==== Data section ====

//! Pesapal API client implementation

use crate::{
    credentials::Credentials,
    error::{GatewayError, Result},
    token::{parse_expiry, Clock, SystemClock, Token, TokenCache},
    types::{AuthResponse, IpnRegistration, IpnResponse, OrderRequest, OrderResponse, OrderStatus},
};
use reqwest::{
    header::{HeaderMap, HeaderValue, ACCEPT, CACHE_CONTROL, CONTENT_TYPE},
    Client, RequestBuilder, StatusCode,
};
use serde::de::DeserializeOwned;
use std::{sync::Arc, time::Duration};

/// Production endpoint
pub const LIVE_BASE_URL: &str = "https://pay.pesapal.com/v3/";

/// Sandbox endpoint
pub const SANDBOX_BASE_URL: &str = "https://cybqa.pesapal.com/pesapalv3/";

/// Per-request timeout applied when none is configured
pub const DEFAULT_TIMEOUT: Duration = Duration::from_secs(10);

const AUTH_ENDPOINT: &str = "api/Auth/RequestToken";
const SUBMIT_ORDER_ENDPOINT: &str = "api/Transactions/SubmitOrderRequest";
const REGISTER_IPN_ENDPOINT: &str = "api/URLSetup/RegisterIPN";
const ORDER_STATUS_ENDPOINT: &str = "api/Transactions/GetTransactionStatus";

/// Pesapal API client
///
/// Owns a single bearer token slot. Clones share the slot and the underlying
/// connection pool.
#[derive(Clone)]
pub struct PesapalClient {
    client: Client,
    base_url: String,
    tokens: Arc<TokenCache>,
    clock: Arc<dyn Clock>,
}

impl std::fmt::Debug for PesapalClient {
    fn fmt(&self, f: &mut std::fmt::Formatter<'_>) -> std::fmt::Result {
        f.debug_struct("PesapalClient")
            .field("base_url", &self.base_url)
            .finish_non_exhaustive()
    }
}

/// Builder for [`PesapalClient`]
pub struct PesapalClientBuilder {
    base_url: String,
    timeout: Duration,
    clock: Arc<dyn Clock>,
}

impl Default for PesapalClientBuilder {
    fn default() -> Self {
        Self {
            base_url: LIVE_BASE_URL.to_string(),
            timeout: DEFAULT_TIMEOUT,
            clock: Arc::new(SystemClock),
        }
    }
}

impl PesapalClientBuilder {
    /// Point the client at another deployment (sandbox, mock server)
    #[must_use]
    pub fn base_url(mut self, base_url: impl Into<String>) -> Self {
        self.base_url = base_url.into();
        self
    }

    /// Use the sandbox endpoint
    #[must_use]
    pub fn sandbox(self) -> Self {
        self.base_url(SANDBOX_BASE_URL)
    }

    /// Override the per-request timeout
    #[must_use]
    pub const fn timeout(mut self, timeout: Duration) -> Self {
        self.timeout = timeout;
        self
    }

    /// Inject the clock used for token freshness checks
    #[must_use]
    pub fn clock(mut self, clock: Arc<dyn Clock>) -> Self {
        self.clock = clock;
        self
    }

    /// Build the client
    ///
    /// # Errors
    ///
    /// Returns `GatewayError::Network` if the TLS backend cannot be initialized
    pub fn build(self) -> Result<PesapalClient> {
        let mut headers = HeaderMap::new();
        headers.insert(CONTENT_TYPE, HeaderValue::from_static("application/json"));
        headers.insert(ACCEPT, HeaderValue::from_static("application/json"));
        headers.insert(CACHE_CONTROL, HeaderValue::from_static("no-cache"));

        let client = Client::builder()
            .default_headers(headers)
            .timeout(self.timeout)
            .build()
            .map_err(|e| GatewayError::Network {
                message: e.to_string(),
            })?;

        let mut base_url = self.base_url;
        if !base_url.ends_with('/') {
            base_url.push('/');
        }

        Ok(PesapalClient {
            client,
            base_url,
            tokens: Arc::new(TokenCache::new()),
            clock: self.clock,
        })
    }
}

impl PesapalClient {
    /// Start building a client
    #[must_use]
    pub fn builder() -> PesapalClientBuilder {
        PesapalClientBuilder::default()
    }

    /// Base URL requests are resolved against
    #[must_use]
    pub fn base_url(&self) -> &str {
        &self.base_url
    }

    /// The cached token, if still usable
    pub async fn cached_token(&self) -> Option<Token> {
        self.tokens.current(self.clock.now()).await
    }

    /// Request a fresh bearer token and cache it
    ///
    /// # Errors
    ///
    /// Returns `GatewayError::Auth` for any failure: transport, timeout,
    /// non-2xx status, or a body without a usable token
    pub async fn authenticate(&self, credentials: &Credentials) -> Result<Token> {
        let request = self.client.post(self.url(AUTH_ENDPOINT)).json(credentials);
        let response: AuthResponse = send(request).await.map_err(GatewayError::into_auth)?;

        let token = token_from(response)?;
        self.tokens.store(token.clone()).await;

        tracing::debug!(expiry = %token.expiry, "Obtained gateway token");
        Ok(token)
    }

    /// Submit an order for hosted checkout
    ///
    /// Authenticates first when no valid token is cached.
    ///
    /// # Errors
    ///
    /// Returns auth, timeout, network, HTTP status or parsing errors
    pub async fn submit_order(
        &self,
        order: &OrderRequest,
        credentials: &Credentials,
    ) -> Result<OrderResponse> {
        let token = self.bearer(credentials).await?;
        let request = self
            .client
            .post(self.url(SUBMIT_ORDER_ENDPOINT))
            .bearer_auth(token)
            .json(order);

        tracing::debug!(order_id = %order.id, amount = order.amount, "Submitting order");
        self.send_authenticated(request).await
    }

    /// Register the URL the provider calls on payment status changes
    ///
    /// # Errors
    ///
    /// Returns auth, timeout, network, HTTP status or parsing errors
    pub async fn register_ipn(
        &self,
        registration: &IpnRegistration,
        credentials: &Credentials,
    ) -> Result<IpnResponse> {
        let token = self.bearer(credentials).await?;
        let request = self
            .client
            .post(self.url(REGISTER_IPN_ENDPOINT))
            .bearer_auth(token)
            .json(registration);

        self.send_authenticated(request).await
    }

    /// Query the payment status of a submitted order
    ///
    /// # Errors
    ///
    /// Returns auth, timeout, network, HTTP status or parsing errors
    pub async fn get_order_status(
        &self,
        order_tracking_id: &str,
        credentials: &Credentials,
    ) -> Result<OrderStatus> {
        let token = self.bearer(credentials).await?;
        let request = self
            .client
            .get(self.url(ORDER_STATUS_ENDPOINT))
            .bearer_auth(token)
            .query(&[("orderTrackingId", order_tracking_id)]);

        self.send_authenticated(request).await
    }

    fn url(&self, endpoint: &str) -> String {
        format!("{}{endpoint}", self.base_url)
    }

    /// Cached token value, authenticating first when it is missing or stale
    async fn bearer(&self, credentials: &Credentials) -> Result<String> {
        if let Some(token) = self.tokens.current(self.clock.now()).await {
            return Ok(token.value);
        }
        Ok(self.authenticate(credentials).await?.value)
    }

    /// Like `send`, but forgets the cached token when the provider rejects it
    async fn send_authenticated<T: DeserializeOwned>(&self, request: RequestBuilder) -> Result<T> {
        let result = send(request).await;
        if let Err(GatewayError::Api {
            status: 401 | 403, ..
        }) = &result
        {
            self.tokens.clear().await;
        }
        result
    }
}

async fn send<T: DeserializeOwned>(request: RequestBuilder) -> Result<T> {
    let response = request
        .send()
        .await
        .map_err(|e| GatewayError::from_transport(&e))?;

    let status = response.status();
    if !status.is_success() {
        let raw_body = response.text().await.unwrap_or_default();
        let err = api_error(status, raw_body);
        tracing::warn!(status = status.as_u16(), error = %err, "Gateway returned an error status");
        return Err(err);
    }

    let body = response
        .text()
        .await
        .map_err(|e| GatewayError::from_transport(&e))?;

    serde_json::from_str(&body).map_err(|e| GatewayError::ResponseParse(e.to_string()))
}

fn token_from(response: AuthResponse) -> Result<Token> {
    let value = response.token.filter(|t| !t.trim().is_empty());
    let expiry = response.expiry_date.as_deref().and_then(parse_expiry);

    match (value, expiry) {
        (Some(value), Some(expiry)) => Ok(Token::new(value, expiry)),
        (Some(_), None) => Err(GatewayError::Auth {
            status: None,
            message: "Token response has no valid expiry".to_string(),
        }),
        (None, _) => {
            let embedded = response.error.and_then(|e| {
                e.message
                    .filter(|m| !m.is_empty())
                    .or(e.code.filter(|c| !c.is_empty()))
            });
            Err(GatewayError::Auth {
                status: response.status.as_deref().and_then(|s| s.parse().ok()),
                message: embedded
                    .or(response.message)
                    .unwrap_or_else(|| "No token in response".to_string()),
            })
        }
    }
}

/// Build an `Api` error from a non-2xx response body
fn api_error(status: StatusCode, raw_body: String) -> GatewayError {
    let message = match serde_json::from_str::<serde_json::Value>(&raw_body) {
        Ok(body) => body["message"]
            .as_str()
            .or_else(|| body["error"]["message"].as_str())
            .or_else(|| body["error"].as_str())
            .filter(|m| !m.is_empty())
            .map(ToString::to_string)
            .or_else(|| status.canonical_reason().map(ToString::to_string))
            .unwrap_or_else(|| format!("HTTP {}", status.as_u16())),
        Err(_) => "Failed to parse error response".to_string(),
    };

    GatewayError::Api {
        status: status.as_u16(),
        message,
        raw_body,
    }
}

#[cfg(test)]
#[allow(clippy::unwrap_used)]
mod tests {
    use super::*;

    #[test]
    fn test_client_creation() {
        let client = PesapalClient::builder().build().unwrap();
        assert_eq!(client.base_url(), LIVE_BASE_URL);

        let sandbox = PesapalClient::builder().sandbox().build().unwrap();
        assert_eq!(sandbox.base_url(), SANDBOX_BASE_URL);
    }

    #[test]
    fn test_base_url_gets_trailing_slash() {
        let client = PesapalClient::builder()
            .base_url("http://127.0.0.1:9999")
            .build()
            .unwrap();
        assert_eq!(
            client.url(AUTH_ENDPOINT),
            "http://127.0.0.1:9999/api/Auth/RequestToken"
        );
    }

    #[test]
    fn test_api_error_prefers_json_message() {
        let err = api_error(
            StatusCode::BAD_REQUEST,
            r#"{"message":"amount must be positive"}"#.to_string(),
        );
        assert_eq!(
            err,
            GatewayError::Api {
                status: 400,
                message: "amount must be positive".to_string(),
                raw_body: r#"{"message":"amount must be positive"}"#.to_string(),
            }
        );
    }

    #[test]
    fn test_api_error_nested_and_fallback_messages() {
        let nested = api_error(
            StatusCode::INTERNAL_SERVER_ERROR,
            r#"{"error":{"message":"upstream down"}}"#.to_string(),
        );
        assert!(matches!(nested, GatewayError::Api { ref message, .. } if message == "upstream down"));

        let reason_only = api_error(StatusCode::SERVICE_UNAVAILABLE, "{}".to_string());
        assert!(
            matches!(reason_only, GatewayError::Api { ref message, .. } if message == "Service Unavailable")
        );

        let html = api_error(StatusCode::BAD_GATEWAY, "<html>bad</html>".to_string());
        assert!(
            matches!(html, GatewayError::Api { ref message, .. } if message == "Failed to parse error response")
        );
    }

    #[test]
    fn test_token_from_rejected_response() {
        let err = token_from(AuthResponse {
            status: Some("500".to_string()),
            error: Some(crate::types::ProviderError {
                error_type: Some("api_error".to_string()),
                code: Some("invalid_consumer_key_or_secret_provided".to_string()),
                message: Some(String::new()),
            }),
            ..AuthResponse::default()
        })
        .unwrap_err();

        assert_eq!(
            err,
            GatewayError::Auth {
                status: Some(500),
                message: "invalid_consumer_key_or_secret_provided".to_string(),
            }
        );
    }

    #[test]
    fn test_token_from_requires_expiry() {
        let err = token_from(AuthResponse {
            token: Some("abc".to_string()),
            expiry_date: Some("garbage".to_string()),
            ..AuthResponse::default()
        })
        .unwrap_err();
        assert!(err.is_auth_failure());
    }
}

====

What the task asks ::
Every line above that holds the string "usable" should be copied into the answer.

Your solution ::
    /// The cached token, if still usable
    /// non-2xx status, or a body without a usable token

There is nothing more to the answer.